Dari tiga KTT dunia terkini terlihat penajaman pembelahan dunia ke dalam kubu-kubu ekonomi-politik yang menantang sekaligus membutuhkan langkah-langkah cermat. Pada KTT Ke-43 ASEAN di Jakarta, ASEAN harus berbuat apa?
Oleh
EDUARDUS LEMANTO
·4 menit baca
KTT Ke-43 ASEAN di Jakarta (5-7 September 2023) perlu ditarik garis relasinya dengan tiga KTT dunia terkini, yakni KTT NATO di Vilnius, Lituania (11-12 Juli 2023), KTT Rusia-Afrika di St Petersburg (27-28 Juli 2023), dan KTT BRICS di Johannesburg, Afrika Selatan (22-24 Agustus 2023).
Pertama, KTT NATO di Vilnius, Lituania. Hasilnya adalah penguatan dan peningkatan belanja pertahanan, ekspansi keanggotaan, dan mengecam keras Rusia terkait konflik Ukraina.
Kedua, KTT Rusia-Afrika di St Petersburg. Hasilnya meliputi penguatan kerja sama di bidang ekonomi-politik, dan ditandai oleh dukungan negara-negara Afrika terhadap Rusia dan konfrontasi mereka terhadap blok Barat.
Ketiga, KTT BRICS di Johannesburg, Afrika Selatan. Hasilnya: penguatan kerja sama ekonomi-politik dan penerimaan anggota baru per 1 Januari 2024 terhadap Argentina, Etiopia, Mesir, Iran, Arab Saudi, dan Uni Emirat Arab.

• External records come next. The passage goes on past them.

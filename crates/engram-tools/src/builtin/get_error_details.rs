// Copyright (c) 2024-2026 Martin Schröder <info@swedishembedded.com>
//
// SPDX-License-Identifier: MIT
use std::sync::Arc;

use async_trait::async_trait;
use engram_core::{MemoryError, MemoryManager};
use serde_json::{json, Value};

use crate::tool::{Tool, ToolContext, ToolResult};

/// Expose the session's failure history: live failure signatures with their
/// consecutive counts, plus the output-token breaker streak.
pub struct GetErrorDetailsTool {
    pub manager: Arc<MemoryManager>,
}

#[async_trait]
impl Tool for GetErrorDetailsTool {
    fn name(&self) -> &str {
        "get_error_details"
    }

    fn description(&self) -> &str {
        "Show the failure history of this session: which tool calls keep failing with \
         identical parameters, how often, and the current output-token truncation streak. \
         Optionally filter by tool name."
    }

    fn parameters_schema(&self) -> Value {
        json!({
            "type": "object",
            "properties": {
                "tool_name": {
                    "type": "string",
                    "description": "Only report failures of this tool"
                }
            }
        })
    }

    async fn execute(&self, ctx: &ToolContext, input: Value) -> ToolResult {
        let session_id = match ctx.require_session() {
            Ok(id) => id,
            Err(e) => return ToolResult::err(e),
        };
        let Some(session) = self.manager.get_session(session_id).await else {
            return ToolResult::err(MemoryError::SessionNotFound(session_id.to_string()));
        };
        let filter = input.get("tool_name").and_then(Value::as_str);

        let (signatures, streak) = {
            let failures = session.failures.lock().unwrap();
            (failures.snapshot(), failures.output_token_streak())
        };
        let rendered: Vec<Value> = signatures
            .iter()
            .filter(|(sig, _)| filter.is_none_or(|f| sig.tool_name == f))
            .map(|(sig, count)| {
                json!({
                    "tool_name": sig.tool_name,
                    "params": sig.params,
                    "error_type": sig.error_type,
                    "consecutive_count": count,
                })
            })
            .collect();

        ToolResult::ok(json!({
            "failures": rendered,
            "output_token_streak": streak,
        }))
    }
}

// ─── Unit tests ──────────────────────────────────────────────────────────────

#[cfg(test)]
mod tests {
    use engram_config::Config;
    use engram_store::SessionStore;
    use serde_json::json;

    use super::*;

    async fn setup() -> (GetErrorDetailsTool, ToolContext) {
        let store = Arc::new(SessionStore::open_in_memory().await.unwrap());
        let manager = Arc::new(MemoryManager::new(&Config::default()).with_store(store));
        let session = manager.get_or_create_session("s1", None, None).await.unwrap();
        {
            let mut failures = session.failures.lock().unwrap();
            failures.record("query_tool_result", &json!({"sql": "x"}), "query_failed");
            failures.record("query_tool_result", &json!({"sql": "x"}), "query_failed");
            failures.record("read_file", &json!({"path": "/a"}), "not_found");
        }
        (GetErrorDetailsTool { manager }, ToolContext::for_session("s1"))
    }

    #[tokio::test]
    async fn reports_signatures_with_counts() {
        let (tool, ctx) = setup().await;
        let out = tool.execute(&ctx, json!({})).await;
        assert!(out.success);
        let failures = out.data["failures"].as_array().unwrap();
        assert_eq!(failures.len(), 2);
        assert!(failures
            .iter()
            .any(|f| f["tool_name"] == json!("query_tool_result")
                && f["consecutive_count"] == json!(2)));
        assert_eq!(out.data["output_token_streak"], json!(0));
    }

    #[tokio::test]
    async fn tool_name_filter_narrows_output() {
        let (tool, ctx) = setup().await;
        let out = tool.execute(&ctx, json!({"tool_name": "read_file"})).await;
        let failures = out.data["failures"].as_array().unwrap();
        assert_eq!(failures.len(), 1);
        assert_eq!(failures[0]["tool_name"], json!("read_file"));
    }

    #[tokio::test]
    async fn missing_session_id_is_contract_error() {
        let (tool, _) = setup().await;
        let out = tool.execute(&ToolContext::default(), json!({})).await;
        assert_eq!(out.error_code(), Some("MISSING_SESSION_ID"));
    }
}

Dari ketiga KTT tersebut terlihat penajaman pembelahan dunia ke dalam kubu-kubu ekonomi-politik yang menantang, sekaligus membutuhkan langkah-langkah cermat. Pada KTT Ke-43 ASEAN, ASEAN harus berbuat apa?
Pidato singkat itu berisi empat poin krusial: solidaritas, soliditas, egalitas, dan kooperasi mutualisme antarnegara.
Seruan kesetaraan global!
Dalam pidatonya di Johannesburg pada KTT BRICS, Presiden Joko Widodo meniupkan kembali semangat Dasasila Konferensi Asia-Afrika (KAA) Bandung di depan para pemimpin aliansi tersebut. Pidato singkat itu berisi empat poin krusial: solidaritas, soliditas, egalitas, dan kooperasi mutualisme antarnegara.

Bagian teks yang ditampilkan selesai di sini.